START EXERCISE MATERIALS

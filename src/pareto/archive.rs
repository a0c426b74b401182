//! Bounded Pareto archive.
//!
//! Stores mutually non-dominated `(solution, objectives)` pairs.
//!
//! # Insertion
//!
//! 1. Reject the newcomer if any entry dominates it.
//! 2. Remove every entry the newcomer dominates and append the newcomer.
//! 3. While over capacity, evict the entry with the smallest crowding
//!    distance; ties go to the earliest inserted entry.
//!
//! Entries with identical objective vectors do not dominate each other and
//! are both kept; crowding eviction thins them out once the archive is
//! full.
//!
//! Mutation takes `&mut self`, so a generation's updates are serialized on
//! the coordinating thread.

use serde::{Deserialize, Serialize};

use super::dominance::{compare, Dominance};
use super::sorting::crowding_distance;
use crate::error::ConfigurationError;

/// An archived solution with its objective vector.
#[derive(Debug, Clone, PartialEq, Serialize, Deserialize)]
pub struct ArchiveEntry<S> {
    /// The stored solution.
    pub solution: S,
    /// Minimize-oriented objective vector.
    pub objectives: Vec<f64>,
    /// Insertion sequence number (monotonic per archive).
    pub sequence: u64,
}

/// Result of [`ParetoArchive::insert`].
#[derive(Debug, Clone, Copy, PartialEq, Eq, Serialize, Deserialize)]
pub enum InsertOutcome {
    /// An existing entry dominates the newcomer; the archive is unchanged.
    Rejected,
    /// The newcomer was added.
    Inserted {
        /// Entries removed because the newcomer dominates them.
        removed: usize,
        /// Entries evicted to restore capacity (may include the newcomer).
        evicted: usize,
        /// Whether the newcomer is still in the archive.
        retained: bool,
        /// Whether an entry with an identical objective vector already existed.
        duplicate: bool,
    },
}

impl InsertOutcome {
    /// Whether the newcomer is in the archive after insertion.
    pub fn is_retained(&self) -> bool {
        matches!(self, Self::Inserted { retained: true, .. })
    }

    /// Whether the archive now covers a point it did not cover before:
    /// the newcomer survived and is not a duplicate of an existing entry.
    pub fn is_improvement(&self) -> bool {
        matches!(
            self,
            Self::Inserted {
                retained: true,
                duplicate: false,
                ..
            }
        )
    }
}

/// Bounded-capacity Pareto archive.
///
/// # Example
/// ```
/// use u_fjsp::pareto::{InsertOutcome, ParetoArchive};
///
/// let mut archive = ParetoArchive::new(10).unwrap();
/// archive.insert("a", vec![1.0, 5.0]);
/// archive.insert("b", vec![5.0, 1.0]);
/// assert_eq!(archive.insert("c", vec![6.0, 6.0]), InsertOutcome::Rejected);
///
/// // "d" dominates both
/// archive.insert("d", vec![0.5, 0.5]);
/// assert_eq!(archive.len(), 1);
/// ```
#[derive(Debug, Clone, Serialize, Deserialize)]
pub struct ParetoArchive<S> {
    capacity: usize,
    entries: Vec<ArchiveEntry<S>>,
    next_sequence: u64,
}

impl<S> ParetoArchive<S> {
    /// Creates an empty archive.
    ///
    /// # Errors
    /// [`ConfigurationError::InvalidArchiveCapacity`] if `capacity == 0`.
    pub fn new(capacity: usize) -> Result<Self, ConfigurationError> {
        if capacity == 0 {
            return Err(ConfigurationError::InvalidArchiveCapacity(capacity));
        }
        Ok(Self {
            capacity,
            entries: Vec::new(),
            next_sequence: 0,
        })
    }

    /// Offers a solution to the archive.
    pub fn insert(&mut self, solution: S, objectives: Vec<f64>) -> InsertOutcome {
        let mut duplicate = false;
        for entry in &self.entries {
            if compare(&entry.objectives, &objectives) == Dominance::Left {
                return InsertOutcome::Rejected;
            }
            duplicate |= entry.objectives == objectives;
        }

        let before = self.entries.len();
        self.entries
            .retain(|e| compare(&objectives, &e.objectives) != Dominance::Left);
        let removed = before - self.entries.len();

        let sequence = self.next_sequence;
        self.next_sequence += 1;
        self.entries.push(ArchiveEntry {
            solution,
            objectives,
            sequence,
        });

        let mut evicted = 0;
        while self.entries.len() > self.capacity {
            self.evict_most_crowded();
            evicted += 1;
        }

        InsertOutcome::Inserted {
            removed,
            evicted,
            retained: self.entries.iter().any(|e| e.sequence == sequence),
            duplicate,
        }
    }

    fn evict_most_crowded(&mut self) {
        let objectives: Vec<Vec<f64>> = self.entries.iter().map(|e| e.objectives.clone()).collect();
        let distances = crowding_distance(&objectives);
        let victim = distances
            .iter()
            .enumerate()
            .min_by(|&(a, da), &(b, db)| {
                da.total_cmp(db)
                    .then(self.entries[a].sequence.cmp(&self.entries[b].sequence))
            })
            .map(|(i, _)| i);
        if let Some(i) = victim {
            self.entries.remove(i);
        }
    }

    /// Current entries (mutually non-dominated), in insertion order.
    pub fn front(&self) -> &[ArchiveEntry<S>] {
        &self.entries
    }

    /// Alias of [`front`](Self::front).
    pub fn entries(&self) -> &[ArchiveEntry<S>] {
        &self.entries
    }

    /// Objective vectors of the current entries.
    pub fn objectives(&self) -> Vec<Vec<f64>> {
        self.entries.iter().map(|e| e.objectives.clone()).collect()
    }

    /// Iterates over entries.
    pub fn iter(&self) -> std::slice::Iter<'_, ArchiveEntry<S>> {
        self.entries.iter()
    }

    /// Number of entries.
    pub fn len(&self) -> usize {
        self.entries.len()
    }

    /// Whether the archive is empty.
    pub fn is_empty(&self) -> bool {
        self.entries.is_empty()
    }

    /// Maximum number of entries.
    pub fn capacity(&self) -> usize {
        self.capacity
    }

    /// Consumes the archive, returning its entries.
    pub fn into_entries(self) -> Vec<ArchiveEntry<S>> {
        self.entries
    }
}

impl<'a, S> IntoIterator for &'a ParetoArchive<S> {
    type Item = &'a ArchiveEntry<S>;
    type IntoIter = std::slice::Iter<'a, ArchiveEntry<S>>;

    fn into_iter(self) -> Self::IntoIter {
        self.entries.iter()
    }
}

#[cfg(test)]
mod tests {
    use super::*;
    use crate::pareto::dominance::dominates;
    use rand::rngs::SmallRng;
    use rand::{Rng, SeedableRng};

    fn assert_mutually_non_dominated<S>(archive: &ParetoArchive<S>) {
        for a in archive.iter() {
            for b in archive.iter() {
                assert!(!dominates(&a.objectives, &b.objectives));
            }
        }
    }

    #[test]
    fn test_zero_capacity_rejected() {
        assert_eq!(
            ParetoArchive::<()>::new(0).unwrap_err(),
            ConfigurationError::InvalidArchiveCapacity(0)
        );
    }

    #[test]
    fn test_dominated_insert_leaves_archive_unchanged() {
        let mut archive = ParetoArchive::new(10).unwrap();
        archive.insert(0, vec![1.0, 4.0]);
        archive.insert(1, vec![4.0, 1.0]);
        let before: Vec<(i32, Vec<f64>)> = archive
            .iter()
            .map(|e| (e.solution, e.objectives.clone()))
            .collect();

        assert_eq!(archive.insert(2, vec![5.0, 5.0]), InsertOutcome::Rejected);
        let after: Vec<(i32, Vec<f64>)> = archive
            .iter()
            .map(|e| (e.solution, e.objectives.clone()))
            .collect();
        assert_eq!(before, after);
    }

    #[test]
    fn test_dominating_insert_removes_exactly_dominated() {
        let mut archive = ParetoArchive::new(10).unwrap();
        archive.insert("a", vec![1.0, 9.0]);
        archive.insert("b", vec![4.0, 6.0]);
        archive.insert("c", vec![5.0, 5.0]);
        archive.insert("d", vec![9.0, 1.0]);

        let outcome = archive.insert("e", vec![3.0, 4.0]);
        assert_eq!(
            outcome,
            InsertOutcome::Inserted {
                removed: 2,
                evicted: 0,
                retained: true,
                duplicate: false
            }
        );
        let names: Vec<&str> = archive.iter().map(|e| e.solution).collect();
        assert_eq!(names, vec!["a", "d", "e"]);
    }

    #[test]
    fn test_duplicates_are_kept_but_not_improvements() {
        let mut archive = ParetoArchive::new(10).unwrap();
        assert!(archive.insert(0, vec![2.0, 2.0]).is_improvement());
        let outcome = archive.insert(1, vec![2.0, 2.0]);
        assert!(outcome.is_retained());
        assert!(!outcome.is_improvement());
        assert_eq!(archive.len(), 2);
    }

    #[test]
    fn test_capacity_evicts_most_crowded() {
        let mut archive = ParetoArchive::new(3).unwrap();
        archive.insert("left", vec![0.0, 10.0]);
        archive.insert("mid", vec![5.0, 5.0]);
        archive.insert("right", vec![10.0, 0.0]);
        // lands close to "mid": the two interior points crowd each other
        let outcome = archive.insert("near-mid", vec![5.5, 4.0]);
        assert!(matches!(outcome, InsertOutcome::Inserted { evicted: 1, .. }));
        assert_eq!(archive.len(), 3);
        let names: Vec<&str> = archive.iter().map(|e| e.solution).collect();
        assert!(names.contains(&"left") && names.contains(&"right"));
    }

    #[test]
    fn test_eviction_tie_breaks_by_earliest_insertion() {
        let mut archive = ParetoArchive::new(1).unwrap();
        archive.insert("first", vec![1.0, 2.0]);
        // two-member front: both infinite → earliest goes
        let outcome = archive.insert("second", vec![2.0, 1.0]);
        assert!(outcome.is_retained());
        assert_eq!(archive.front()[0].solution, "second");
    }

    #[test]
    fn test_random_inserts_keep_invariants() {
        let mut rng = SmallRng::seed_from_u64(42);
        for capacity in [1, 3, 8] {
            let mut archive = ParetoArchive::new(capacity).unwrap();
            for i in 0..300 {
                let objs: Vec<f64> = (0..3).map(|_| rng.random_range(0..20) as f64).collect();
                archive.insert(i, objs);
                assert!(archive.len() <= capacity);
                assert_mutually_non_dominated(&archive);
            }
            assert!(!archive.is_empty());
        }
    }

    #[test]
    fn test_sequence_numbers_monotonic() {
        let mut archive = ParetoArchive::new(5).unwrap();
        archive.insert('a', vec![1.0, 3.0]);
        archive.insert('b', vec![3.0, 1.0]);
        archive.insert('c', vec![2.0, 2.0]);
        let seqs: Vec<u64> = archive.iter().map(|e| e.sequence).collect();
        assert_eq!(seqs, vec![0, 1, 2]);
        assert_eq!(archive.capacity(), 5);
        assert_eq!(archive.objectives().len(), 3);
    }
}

END EXERCISE MATERIALS
START EXERCISE MATERIALS

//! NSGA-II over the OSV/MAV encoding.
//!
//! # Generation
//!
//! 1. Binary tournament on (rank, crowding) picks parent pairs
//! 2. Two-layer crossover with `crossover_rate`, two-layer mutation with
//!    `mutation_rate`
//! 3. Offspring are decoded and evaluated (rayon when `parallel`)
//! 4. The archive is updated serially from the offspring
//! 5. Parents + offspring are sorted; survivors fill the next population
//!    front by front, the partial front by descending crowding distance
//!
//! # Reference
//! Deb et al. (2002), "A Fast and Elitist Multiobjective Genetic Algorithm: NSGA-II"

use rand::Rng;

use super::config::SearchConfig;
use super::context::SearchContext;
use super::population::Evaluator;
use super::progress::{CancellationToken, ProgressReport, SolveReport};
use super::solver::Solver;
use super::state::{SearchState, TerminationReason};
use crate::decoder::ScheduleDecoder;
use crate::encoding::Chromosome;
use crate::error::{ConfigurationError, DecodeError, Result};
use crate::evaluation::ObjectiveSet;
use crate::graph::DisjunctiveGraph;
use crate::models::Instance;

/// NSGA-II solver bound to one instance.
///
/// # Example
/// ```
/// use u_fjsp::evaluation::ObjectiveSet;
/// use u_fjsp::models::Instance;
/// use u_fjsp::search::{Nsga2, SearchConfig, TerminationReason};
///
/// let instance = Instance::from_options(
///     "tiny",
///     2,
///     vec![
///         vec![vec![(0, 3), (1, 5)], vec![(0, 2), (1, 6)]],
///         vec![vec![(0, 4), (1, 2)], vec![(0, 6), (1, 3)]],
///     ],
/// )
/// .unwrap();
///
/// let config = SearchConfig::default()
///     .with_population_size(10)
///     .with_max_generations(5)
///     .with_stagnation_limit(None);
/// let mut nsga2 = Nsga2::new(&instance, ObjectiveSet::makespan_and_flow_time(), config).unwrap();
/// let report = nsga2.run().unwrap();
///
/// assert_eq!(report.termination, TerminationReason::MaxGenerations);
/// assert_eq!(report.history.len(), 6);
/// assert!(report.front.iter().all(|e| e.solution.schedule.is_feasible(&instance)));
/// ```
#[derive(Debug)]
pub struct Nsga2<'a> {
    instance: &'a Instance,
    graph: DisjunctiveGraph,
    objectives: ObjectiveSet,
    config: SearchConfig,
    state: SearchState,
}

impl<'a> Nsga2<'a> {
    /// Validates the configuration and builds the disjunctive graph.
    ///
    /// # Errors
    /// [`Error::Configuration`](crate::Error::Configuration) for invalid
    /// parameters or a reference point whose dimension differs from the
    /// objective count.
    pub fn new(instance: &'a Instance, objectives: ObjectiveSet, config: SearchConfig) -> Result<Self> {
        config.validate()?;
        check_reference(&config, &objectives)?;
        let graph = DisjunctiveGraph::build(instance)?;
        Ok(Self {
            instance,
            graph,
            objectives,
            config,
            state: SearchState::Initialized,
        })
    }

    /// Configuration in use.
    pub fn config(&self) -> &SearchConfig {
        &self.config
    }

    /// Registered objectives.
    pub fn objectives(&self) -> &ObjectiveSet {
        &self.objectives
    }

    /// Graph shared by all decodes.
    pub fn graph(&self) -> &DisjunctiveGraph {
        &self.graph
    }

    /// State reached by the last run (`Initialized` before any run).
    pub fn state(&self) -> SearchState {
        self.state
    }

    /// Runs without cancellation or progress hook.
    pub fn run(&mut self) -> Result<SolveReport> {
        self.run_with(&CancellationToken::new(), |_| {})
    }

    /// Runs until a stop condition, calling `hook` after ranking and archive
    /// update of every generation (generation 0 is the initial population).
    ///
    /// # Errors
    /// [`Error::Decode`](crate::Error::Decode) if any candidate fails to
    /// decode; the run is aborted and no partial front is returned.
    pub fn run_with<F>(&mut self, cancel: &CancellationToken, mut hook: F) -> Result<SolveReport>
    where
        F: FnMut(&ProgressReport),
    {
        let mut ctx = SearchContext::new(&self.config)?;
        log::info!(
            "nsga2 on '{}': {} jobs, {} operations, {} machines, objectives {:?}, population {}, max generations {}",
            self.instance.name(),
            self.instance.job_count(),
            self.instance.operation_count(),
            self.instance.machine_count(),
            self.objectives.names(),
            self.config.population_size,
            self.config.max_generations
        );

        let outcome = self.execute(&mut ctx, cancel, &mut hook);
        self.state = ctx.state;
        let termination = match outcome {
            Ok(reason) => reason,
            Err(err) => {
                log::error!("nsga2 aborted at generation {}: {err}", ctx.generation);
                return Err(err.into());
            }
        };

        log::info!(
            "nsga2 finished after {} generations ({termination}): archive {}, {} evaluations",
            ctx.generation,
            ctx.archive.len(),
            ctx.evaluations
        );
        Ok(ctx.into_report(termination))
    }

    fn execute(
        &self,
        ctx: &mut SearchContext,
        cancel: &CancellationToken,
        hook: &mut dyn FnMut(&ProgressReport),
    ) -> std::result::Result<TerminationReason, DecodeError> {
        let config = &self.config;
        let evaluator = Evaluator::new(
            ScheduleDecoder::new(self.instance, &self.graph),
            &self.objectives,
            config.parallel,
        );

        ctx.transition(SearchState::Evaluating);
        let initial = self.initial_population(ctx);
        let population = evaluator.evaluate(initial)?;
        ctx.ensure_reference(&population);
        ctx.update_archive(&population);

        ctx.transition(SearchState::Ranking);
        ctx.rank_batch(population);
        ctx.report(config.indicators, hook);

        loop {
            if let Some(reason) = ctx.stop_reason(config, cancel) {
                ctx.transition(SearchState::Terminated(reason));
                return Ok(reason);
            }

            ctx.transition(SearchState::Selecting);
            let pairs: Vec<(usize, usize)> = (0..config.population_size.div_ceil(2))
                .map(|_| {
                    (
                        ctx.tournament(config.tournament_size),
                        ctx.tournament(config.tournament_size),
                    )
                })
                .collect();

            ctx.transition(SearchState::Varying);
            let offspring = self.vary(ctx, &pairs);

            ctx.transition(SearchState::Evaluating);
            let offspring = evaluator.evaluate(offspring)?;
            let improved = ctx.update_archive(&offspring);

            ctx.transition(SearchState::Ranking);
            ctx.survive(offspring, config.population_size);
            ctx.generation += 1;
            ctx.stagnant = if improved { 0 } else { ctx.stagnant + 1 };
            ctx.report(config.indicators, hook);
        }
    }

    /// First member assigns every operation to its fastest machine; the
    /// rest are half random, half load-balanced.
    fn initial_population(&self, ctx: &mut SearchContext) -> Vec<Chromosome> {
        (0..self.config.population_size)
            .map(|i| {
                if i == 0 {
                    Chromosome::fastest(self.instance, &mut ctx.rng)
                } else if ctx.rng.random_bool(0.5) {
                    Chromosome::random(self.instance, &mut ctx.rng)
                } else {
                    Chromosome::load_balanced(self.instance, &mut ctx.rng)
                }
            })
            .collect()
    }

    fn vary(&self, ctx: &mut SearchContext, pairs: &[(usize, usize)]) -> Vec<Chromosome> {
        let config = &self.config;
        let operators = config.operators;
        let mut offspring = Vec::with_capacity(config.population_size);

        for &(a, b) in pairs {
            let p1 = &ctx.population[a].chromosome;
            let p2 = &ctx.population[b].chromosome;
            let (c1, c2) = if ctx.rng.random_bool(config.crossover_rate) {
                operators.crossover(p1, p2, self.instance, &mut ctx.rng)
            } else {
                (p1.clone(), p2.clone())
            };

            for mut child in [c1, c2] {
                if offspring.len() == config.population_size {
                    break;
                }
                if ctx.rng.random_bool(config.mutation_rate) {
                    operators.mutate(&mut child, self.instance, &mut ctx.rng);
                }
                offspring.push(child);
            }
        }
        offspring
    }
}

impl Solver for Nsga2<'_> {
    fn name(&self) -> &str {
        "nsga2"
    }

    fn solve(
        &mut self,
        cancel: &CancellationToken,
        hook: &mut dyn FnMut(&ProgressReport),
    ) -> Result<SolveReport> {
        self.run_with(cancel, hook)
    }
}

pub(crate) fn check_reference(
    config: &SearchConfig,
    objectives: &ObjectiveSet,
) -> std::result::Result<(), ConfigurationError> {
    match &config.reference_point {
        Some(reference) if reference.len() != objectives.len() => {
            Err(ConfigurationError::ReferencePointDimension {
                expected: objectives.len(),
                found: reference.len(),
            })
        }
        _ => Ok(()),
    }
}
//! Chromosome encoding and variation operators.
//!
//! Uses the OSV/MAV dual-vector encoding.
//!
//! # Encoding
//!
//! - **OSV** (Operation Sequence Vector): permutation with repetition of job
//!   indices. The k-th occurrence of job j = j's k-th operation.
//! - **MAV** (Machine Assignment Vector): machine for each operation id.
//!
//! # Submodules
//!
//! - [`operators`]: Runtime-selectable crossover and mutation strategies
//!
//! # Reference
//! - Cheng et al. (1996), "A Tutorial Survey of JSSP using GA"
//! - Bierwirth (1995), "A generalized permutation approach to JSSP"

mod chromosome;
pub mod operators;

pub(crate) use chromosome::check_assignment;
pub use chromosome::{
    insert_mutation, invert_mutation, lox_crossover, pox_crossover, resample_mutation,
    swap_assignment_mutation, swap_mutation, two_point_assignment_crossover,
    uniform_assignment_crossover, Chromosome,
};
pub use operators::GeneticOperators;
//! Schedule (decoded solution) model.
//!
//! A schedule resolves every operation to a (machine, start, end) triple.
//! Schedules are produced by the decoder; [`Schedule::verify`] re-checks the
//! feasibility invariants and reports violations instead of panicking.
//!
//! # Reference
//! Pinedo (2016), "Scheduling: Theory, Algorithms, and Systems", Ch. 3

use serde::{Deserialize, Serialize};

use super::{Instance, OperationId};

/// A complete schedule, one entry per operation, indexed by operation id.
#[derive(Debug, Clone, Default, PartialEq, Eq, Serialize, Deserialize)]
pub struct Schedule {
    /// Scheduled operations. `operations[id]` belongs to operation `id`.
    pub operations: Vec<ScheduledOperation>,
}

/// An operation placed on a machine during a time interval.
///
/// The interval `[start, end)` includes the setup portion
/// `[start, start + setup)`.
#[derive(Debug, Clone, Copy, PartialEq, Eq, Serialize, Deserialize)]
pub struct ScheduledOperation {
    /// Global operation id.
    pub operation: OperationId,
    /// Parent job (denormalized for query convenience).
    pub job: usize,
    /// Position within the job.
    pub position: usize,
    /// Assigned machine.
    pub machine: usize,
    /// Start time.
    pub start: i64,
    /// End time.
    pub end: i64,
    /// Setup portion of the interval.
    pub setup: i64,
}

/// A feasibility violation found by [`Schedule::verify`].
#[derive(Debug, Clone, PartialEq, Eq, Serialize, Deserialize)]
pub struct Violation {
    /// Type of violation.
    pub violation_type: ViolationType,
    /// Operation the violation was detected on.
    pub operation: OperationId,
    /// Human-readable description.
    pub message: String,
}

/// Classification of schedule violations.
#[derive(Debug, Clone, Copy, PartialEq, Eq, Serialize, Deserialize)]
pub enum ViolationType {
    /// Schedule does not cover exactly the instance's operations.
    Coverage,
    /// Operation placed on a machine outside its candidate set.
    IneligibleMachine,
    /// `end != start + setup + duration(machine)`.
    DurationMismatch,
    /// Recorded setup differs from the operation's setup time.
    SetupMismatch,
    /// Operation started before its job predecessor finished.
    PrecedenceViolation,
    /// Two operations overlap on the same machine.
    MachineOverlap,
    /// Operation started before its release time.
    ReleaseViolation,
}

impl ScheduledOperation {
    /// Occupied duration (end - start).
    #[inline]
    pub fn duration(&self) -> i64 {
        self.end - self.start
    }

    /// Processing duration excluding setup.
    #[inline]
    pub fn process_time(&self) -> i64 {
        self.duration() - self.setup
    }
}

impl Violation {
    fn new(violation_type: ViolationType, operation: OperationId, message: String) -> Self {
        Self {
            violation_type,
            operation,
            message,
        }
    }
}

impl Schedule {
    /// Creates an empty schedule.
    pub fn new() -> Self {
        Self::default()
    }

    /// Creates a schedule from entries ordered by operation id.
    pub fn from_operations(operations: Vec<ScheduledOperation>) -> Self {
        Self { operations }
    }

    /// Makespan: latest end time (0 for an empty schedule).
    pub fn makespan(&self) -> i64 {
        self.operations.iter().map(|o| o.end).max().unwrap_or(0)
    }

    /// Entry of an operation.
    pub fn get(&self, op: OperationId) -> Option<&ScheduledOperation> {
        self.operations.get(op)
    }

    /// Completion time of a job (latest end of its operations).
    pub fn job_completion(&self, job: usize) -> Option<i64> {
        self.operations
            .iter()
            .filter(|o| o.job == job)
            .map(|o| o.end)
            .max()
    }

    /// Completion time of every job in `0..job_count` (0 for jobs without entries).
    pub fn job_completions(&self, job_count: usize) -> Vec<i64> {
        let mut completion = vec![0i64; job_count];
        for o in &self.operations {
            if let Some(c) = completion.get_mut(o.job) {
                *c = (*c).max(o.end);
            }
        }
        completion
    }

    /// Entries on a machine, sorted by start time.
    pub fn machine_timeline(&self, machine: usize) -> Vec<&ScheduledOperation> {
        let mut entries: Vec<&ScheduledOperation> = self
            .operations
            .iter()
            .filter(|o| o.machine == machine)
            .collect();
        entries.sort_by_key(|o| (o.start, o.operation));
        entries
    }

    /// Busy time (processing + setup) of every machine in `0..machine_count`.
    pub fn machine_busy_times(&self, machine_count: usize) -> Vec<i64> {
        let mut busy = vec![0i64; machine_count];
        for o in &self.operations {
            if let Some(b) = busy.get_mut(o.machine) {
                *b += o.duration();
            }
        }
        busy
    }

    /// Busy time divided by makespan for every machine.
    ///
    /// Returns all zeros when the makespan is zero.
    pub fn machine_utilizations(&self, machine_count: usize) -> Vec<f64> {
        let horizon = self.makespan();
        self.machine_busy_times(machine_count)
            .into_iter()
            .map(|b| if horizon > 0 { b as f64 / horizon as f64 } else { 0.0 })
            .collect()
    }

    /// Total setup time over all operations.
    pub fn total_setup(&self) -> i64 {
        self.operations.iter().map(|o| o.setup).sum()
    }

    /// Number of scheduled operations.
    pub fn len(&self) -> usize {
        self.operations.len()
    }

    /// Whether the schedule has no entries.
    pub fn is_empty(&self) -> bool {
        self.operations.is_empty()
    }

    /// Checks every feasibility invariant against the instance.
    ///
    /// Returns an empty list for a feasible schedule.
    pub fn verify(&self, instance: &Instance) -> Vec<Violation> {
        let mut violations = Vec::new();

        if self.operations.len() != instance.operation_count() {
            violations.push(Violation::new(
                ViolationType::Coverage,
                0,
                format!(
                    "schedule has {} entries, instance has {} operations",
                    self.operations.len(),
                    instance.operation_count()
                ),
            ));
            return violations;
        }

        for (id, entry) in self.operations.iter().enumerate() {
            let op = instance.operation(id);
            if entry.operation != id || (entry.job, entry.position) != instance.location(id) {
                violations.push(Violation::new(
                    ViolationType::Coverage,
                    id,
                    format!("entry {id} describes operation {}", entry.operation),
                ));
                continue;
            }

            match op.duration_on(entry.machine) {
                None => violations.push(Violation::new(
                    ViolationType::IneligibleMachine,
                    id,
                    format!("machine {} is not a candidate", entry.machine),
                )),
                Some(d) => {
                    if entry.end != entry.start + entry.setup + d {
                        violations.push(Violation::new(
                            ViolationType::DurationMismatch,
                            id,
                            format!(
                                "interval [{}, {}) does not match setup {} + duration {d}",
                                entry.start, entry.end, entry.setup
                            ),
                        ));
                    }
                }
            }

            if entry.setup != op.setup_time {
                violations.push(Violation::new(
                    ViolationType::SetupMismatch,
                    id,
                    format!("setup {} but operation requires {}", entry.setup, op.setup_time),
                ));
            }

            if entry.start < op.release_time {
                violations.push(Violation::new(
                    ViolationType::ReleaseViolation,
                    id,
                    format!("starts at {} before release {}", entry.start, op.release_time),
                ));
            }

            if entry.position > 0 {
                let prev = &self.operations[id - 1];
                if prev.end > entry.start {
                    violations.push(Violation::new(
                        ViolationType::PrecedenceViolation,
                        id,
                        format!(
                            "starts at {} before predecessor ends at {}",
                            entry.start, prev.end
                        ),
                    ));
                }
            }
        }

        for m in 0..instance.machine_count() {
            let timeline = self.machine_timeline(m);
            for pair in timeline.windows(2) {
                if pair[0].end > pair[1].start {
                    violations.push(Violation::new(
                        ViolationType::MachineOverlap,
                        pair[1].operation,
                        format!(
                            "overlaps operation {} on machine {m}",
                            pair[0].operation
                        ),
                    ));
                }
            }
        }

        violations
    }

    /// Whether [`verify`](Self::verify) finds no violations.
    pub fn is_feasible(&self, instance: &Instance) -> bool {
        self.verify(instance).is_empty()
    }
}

END EXERCISE MATERIALS

### BRIEF:
Given the records above, restate word for word only the lines starting at the one with "append the newcomer." and ending at the one with "use super::sorting::crowding_distance;".

### THE ANSWER:
//! 2. Remove every entry the newcomer dominates and append the newcomer.
//! 3. While over capacity, evict the entry with the smallest crowding
//!    distance; ties go to the earliest inserted entry.
//!
//! Entries with identical objective vectors do not dominate each other and
//! are both kept; crowding eviction thins them out once the archive is
//! full.
//!
//! Mutation takes `&mut self`, so a generation's updates are serialized on
//! the coordinating thread.

use serde::{Deserialize, Serialize};

use super::dominance::{compare, Dominance};
use super::sorting::crowding_distance;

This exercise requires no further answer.